具有嵌套模式的Google BigQuery REST API C#复制/导出表格为CSV

时间:2017-04-07 11:08:52

标签: c# rest api google-bigquery

有没有办法使用REST API作为CSV从Google BigQuery导出带有嵌套架构的整个表?

有一个使用非嵌套模式执行此操作的示例(https://cloud.google.com/bigquery/docs/exporting-data)。这适用于我表中的非嵌套列。以下是这部分的代码:

PagedEnumerable<TableDataList, BigQueryRow> result2 = client.ListRows(datasetId, result.Reference.TableId);
        StringBuilder sb = new StringBuilder();
        foreach (var row in result2)
        {
            sb.Append($"{row["visitorId"]}, {row["visitNumber"]}, {row["totals.hits"]}{Environment.NewLine}");
        }

        using (var stream = new MemoryStream(Encoding.UTF8.GetBytes(sb.ToString())))
        {
            var obj = gcsClient.UploadObject(bucketName, fileName, contentType, stream);
        }

在BQ中有像totals.hits,totals.visits这样的列...如果我尝试解决它们,我得到的错误消息是没有这样的列。如果我正在处理“总计”,我在我的csv中的行中得到对象名“System.Collections.Generic.Dictionary`2 [System.String,System.Object]”。
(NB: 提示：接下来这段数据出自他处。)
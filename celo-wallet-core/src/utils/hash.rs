//! Keccak-256 hashing helpers.

use crate::types::H256;
use tiny_keccak::{Hasher, Keccak};

/// Hash a message according to [EIP-191] (version `0x01`).
///
/// The final message is a UTF-8 string, encoded as follows:
/// `"\x19Ethereum Signed Message:\n" + message.length + message`
///
/// This message is then hashed using [Keccak-256](keccak256).
///
/// [EIP-191]: https://eips.ethereum.org/EIPS/eip-191
pub fn hash_message<T: AsRef<[u8]>>(message: T) -> H256 {
    const PREFIX: &str = "\x19Ethereum Signed Message:\n";

    let message = message.as_ref();
    let len_string = message.len().to_string();

    let mut eth_message = Vec::with_capacity(PREFIX.len() + len_string.len() + message.len());
    eth_message.extend_from_slice(PREFIX.as_bytes());
    eth_message.extend_from_slice(len_string.as_bytes());
    eth_message.extend_from_slice(message);

    H256(keccak256(&eth_message))
}

/// Compute the Keccak-256 hash of input bytes.
///
/// Note that strings are interpreted as UTF-8 bytes.
pub fn keccak256<T: AsRef<[u8]>>(bytes: T) -> [u8; 32] {
    let mut output = [0u8; 32];

    let mut hasher = Keccak::v256();
    hasher.update(bytes.as_ref());
    hasher.finalize(&mut output);

    output
}

#[cfg(test)]
mod tests {
    use super::*;

    // test vector taken from:
    // https://web3js.readthedocs.io/en/v1.2.2/web3-utils.html#hashmessage
    #[test]
    fn test_hash_message() {
        let hash = hash_message("Hello World");

        assert_eq!(
            hash,
            "a1de988600a42c4b4ab089b619297c17d53cffae5d5120d82d8a92d0bb3b78f2".parse().unwrap()
        );
    }

    #[test]
    fn test_keccak256_empty() {
        assert_eq!(
            hex::encode(keccak256([])),
            "c5d2460186f7233c927e7db2dcc703c0e500b653ca82273b7bfad8045d85a470"
        );
    }
}
use serde::{
    de::{Error, Unexpected},
    Deserialize, Deserializer, Serialize, Serializer,
};
use std::{fmt, str::FromStr};

/// Wrapper type around [`bytes::Bytes`] to serialize/deserialize "0x" prefixed
/// ethereum hex strings.
#[derive(Clone, Default, PartialEq, Eq, Hash, Ord, PartialOrd, Serialize, Deserialize)]
pub struct Bytes(
    #[serde(serialize_with = "serialize_bytes", deserialize_with = "deserialize_bytes")]
    pub  bytes::Bytes,
);

impl Bytes {
    /// Copies the wrapped bytes into a fresh `Vec`.
    pub fn to_vec(&self) -> Vec<u8> {
        self.as_ref().to_vec()
    }

    pub fn len(&self) -> usize {
        self.0.len()
    }

    pub fn is_empty(&self) -> bool {
        self.0.is_empty()
    }
}

impl fmt::Debug for Bytes {
    fn fmt(&self, f: &mut fmt::Formatter<'_>) -> fmt::Result {
        write!(f, "Bytes(0x{})", hex::encode(&self.0))
    }
}

impl fmt::Display for Bytes {
    fn fmt(&self, f: &mut fmt::Formatter<'_>) -> fmt::Result {
        write!(f, "0x{}", hex::encode(&self.0))
    }
}

impl AsRef<[u8]> for Bytes {
    fn as_ref(&self) -> &[u8] {
        self.0.as_ref()
    }
}

impl From<bytes::Bytes> for Bytes {
    fn from(src: bytes::Bytes) -> Self {
        Self(src)
    }
}

impl From<Vec<u8>> for Bytes {
    fn from(src: Vec<u8>) -> Self {
        Self(src.into())
    }
}

impl<const N: usize> From<[u8; N]> for Bytes {
    fn from(src: [u8; N]) -> Self {
        src.to_vec().into()
    }
}

impl FromStr for Bytes {
    type Err = hex::FromHexError;

    fn from_str(value: &str) -> Result<Self, Self::Err> {
        let value = value.strip_prefix("0x").unwrap_or(value);
        hex::decode(value).map(Into::into)
    }
}

pub fn serialize_bytes<S, T>(x: T, s: S) -> Result<S::Ok, S::Error>
where
    S: Serializer,
    T: AsRef<[u8]>,
{
    s.serialize_str(&format!("0x{}", hex::encode(x.as_ref())))
}

pub fn deserialize_bytes<'de, D>(d: D) -> Result<bytes::Bytes, D::Error>
where
    D: Deserializer<'de>,
{
    let value = String::deserialize(d)?;
    if let Some(stripped) = value.strip_prefix("0x") {
        let bytes: Vec<u8> =
            hex::decode(stripped).map_err(|e| Error::custom(format!("Invalid hex: {e}")))?;
        Ok(bytes.into())
    } else {
        Err(Error::invalid_value(Unexpected::Str(&value), &"0x prefix"))
    }
}
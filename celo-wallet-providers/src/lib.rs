//! Clients for talking to celo nodes, plus the provider shim that signs
//! locally for wallet-held accounts.
//!
//! The [`CeloProvider`] wraps any [`JsonRpcClient`] transport and a wallet:
//! signing-related calls whose `from` address the wallet holds are served
//! locally (with `eth_sendTransaction` turned into a raw submission); every
//! other call passes through to the node unmodified, so callers never need
//! to know where an account's key actually lives.

use async_trait::async_trait;
use serde::{de::DeserializeOwned, Serialize};
use std::fmt::Debug;

mod transports;
pub use transports::{
    Http, HttpClientError, JsonRpcError, MockError, MockProvider, MockResponse, Request, Response,
    ResponseData,
};

mod provider;
pub use provider::{CeloProvider, CeloProviderError, DEFAULT_GATEWAY_FEE};

/// Trait which must be implemented by data transports to be used with a
/// celo node.
#[async_trait]
pub trait JsonRpcClient: Debug + Send + Sync {
    /// A JSON-RPC Error
    type Error: std::error::Error + Send + Sync + 'static;

    /// Sends a request with the provided JSON-RPC and parameters serialized
    /// as JSON
    async fn request<T, R>(&self, method: &str, params: T) -> Result<R, Self::Error>
    where
        T: Debug + Serialize + Send + Sync,
        R: DeserializeOwned + Send;
}
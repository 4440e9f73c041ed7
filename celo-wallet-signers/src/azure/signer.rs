//! Signs with a key held in an Azure Key Vault HSM.

use super::client::{AzureKeyVaultClient, KeyVaultService, VaultError};
use crate::Signer;
use async_trait::async_trait;
use celo_wallet_core::{
    types::{RlpEncodedTx, Signature},
    utils::hash_message,
};
use std::sync::Arc;

/// Delegates signing to a remote HSM key.
///
/// The HSM has no chain-id concept and returns a recovery id in `{0, 1}`;
/// this signer adds the appropriate base on top: the chain-aware `add_to_v`
/// for transactions, 27 for personal messages.
#[derive(Clone)]
pub struct AzureHsmSigner<K> {
    client: Arc<AzureKeyVaultClient<K>>,
    key_name: String,
}

impl<K> AzureHsmSigner<K> {
    pub fn new(client: Arc<AzureKeyVaultClient<K>>, key_name: impl Into<String>) -> Self {
        Self { client, key_name: key_name.into() }
    }
}

impl<K> std::fmt::Debug for AzureHsmSigner<K> {
    fn fmt(&self, f: &mut std::fmt::Formatter<'_>) -> std::fmt::Result {
        f.debug_struct("AzureHsmSigner").field("key_name", &self.key_name).finish()
    }
}

#[async_trait]
impl<K: KeyVaultService> Signer for AzureHsmSigner<K> {
    type Error = VaultError;

    async fn sign_transaction(
        &self,
        add_to_v: u64,
        encoded_tx: &RlpEncodedTx,
    ) -> Result<Signature, Self::Error> {
        let mut signature =
            self.client.sign_message(encoded_tx.sighash(), &self.key_name).await?;
        signature.v += add_to_v;
        Ok(signature)
    }

    async fn sign_personal_message(&self, data: &[u8]) -> Result<Signature, Self::Error> {
        let mut signature =
            self.client.sign_message(hash_message(data), &self.key_name).await?;
        signature.v += 27;
        Ok(signature)
    }

    fn native_key(&self) -> String {
        self.key_name.clone()
    }
}
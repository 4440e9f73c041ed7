//! # celo-wallet
//!
//! A Rust library for signing celo transactions with pluggable key backends:
//! in-memory private keys, Ledger hardware devices and Azure Key Vault HSMs,
//! all behind one wallet interface, plus a provider shim that signs locally
//! for wallet-held accounts and forwards everything else to the node.
//!
//! The workspace is split into three member crates, re-exported here under
//! shorter names:
//!
//! - [`core`]: chain data types, RLP transaction encoding, signature
//!   recovery, EIP-712 hashing and address utilities.
//! - [`signers`]: the `Signer` capability, the concrete backends, and the
//!   `WalletBase`/`RemoteWallet` registries.
//! - [`providers`]: JSON-RPC transports and the `CeloProvider` shim.
//!
//! ```no_run
//! use celo_wallet::prelude::*;
//!
//! # async fn foo() -> Result<(), Box<dyn std::error::Error>> {
//! let wallet = LocalWallet::new();
//! let sender = wallet.add_account(
//!     "0xdcf2cbdd171a21c480aa7f53d77f31bb102282b3ff099c78e3118b37348c72f7",
//! )?;
//!
//! let provider = CeloProvider::new(Http::from_str("https://forno.celo.org")?, wallet);
//!
//! // `from` is wallet-held, so this signs locally and submits the raw tx
//! let tx = CeloTransactionRequest::pay(sender, 1_000u64).from(sender);
//! let tx_hash: celo_wallet::core::types::TxHash =
//!     provider.request("eth_sendTransaction", [tx]).await?;
//! # Ok(())
//! # }
//! ```

pub use celo_wallet_core as core;
pub use celo_wallet_providers as providers;
pub use celo_wallet_signers as signers;

/// Easy imports of frequently used types and traits.
pub mod prelude {
    pub use super::core::types::*;

    pub use super::signers::*;

    pub use super::providers::*;

    pub use std::str::FromStr;
}
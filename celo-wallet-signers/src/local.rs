//! The in-memory private-key signer.

use crate::{Signer, WalletBase};
use async_trait::async_trait;
use celo_wallet_core::{
    k256::ecdsa::{self, SigningKey},
    rand::{CryptoRng, RngCore},
    types::{Address, RlpEncodedTx, Signature, U256},
    utils::{hash_message, secret_key_to_address},
};
use std::fmt;
use thiserror::Error;

/// Error thrown when building a [`LocalSigner`] from key material.
#[derive(Debug, Error)]
pub enum LocalSignerError {
    /// The key hex decoded to something other than 32 bytes
    #[error("expected 32 bytes of private key")]
    InvalidKeyLength,
    /// The key was not valid hex
    #[error(transparent)]
    HexError(#[from] hex::FromHexError),
    /// The bytes are not a valid secp256k1 scalar
    #[error(transparent)]
    EcdsaError(#[from] ecdsa::Error),
}

/// Signs with a raw secp256k1 private key held in memory.
///
/// Signing is pure math, so there are no runtime failure modes beyond a
/// malformed key at construction.
pub struct LocalSigner {
    key: SigningKey,
    address: Address,
}

impl LocalSigner {
    /// Builds a signer from a 0x-optional hex private key.
    pub fn new(private_key: &str) -> Result<Self, LocalSignerError> {
        let stripped = private_key.strip_prefix("0x").unwrap_or(private_key);
        let bytes = hex::decode(stripped)?;
        if bytes.len() != 32 {
            return Err(LocalSignerError::InvalidKeyLength)
        }
        Ok(Self::from_key(SigningKey::from_slice(&bytes)?))
    }

    /// Builds a signer from an existing signing key.
    pub fn from_key(key: SigningKey) -> Self {
        let address = secret_key_to_address(&key);
        Self { key, address }
    }

    /// Creates a signer with a fresh random keypair seeded from `rng`.
    pub fn random<R: RngCore + CryptoRng>(rng: &mut R) -> Self {
        Self::from_key(SigningKey::random(rng))
    }

    /// The address derived from the held private key.
    pub fn address(&self) -> Address {
        self.address
    }

    fn sign_digest(&self, digest: &[u8], v_base: u64) -> Result<Signature, LocalSignerError> {
        let (signature, recovery_id) = self.key.sign_prehash_recoverable(digest)?;
        let r = U256::from_big_endian(signature.r().to_bytes().as_slice());
        let s = U256::from_big_endian(signature.s().to_bytes().as_slice());
        Ok(Signature { r, s, v: v_base + recovery_id.to_byte() as u64 })
    }
}

// do not log the key material
impl fmt::Debug for LocalSigner {
    fn fmt(&self, f: &mut fmt::Formatter<'_>) -> fmt::Result {
        f.debug_struct("LocalSigner").field("address", &self.address).finish()
    }
}

#[async_trait]
impl Signer for LocalSigner {
    type Error = LocalSignerError;

    async fn sign_transaction(
        &self,
        add_to_v: u64,
        encoded_tx: &RlpEncodedTx,
    ) -> Result<Signature, Self::Error> {
        self.sign_digest(encoded_tx.sighash().as_bytes(), add_to_v)
    }

    async fn sign_personal_message(&self, data: &[u8]) -> Result<Signature, Self::Error> {
        self.sign_digest(hash_message(data).as_bytes(), 27)
    }

    fn native_key(&self) -> String {
        format!("0x{}", hex::encode(self.key.to_bytes()))
    }
}

/// A wallet over in-memory private keys.
pub type LocalWallet = WalletBase<LocalSigner>;

impl LocalWallet {
    /// Registers the account controlled by `private_key` and returns its
    /// address. Re-adding a key that derives an already registered address
    /// is a no-op.
    pub fn add_account(&self, private_key: &str) -> Result<Address, LocalSignerError> {
        let signer = LocalSigner::new(private_key)?;
        let address = signer.address();
        self.add_signer(address, signer);
        Ok(address)
    }

    /// Generates a fresh keypair from `rng` and registers it.
    pub fn add_random_account<R: RngCore + CryptoRng>(&self, rng: &mut R) -> Address {
        let signer = LocalSigner::random(rng);
        let address = signer.address();
        self.add_signer(address, signer);
        address
    }
}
有没有可能做那样的事情?最后,我想把我在BQ中的GA表作为CSV的其他地方。

1 个答案:

答案 0 :(得分:0)

有可能。在下面的shema中选择你需要的每一列,并展平所有需要展平的列。

string query = $@"
#legacySQL
SELECT
  visitorId,
  visitNumber,
  visitId,
  visitStartTime,
  date,
  hits.hitNumber as hitNumber,
  hits.product.productSKU as product.productSKU
FROM 
  FLATTEN(FLATTEN({tableName},hits),hits.product)";

//Creating a job for the query and activating legacy sql

            BigQueryJob job = client.CreateQueryJob(query,
                new CreateQueryJobOptions { UseLegacySql = true });

            BigQueryResults queryResult = client.GetQueryResults(job.Reference.JobId,
                new GetQueryResultsOptions());

            StringBuilder sb = new StringBuilder();

//Getting the headers from the GA table and write them into the first row of the new table

            int count = 0;
            for (int i = 0; i <= queryResult.Schema.Fields.Count() - 1; i++)
            {
                string columenname = "";
                var header = queryResult.Schema.Fields[0].Name;
                if (i + 1 >= queryResult.Schema.Fields.Count)
                    columenname = queryResult.Schema.Fields[i].Name;
                else
                    columenname = queryResult.Schema.Fields[i].Name + ",";
                sb.Append(columenname);
            }

//Getting the data from the GA table and write them row by row into the new table

            sb.Append(Environment.NewLine);
            foreach (var row in queryResult.GetRows())
            {

                count++;
                if (count % 1000 == 0)
                    Console.WriteLine($"item {count} finished");
                int blub = queryResult.Schema.Fields.Count;
                for (Int64 j = 0; j < Convert.ToInt64(blub); j++)
                {
                    try
                    {
                        if (row.RawRow.F[Convert.ToInt32(j)] != null)
                            sb.Append(row.RawRow.F[Convert.ToInt32(j)].V + ",");

                    }
                    catch (Exception)
                    {

                    }
                }
                sb.Append(Environment.NewLine);

            }